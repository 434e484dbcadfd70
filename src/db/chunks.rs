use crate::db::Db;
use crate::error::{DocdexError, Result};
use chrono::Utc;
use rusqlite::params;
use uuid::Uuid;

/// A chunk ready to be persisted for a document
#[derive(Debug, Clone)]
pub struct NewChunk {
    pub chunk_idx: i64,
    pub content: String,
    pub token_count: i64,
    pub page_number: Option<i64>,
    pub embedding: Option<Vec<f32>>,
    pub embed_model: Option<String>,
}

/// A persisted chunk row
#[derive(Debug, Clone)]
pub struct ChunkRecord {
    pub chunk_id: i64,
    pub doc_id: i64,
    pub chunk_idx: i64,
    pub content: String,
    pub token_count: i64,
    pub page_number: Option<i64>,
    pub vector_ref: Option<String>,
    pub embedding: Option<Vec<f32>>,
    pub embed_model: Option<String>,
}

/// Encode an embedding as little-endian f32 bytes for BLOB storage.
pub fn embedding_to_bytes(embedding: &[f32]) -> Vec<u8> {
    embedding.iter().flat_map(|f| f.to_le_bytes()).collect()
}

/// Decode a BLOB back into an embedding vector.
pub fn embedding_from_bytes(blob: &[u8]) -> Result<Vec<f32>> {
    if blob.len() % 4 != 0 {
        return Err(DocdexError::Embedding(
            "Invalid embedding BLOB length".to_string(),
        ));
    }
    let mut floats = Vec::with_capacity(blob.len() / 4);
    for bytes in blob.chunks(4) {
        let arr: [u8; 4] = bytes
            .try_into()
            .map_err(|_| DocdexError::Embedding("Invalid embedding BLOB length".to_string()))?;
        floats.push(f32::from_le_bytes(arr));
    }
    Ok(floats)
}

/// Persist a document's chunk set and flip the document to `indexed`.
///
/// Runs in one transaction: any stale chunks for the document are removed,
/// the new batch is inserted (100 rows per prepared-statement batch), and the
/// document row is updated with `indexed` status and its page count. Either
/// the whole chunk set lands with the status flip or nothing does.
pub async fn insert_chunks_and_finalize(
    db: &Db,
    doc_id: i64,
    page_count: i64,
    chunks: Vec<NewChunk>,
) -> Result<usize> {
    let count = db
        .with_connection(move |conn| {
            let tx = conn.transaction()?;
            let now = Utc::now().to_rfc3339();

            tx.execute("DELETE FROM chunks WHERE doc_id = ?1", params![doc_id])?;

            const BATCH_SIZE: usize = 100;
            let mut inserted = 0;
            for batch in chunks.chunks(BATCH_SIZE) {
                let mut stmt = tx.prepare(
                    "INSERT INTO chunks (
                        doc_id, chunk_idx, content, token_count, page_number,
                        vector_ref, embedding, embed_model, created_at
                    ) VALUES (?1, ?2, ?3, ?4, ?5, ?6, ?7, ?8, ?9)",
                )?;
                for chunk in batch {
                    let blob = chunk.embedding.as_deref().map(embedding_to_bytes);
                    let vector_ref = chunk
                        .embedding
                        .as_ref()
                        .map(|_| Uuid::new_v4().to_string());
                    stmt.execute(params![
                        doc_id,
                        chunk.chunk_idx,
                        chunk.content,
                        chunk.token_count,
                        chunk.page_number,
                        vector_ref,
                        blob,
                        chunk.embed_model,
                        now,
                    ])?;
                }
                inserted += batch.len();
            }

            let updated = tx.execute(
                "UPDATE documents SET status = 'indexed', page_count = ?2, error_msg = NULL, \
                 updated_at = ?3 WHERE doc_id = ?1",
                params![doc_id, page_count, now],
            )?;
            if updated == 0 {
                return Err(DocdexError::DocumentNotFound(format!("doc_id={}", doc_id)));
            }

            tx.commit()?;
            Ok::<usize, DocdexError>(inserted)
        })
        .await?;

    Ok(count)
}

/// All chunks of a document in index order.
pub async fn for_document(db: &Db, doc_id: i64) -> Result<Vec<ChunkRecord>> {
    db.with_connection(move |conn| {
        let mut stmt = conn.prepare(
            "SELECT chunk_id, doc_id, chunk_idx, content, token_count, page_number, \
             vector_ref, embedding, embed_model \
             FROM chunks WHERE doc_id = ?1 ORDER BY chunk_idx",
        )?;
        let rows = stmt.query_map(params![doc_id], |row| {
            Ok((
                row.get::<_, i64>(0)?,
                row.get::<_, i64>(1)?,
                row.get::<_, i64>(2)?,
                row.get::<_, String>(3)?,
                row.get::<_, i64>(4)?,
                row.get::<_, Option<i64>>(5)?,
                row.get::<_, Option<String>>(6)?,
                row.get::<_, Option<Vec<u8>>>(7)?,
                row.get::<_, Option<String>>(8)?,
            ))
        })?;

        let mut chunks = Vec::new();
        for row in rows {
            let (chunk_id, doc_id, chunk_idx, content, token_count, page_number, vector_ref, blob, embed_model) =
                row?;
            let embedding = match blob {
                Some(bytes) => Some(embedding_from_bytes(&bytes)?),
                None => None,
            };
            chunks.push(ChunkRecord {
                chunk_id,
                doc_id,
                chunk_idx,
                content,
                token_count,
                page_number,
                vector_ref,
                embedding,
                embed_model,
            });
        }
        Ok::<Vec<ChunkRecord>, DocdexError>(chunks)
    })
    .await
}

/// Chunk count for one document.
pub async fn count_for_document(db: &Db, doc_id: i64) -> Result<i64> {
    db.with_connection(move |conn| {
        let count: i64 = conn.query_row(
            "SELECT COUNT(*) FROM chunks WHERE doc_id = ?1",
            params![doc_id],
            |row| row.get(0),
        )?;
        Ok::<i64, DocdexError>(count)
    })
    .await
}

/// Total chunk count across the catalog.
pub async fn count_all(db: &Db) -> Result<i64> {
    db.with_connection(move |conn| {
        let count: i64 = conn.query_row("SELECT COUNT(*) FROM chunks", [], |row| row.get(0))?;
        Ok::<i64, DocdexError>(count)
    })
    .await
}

== == ==

TASK DIRECTIONS: Reply with one number, the count of lines in the records that include the word "params".

RESPONSE FOR THIS EXERCISE: 6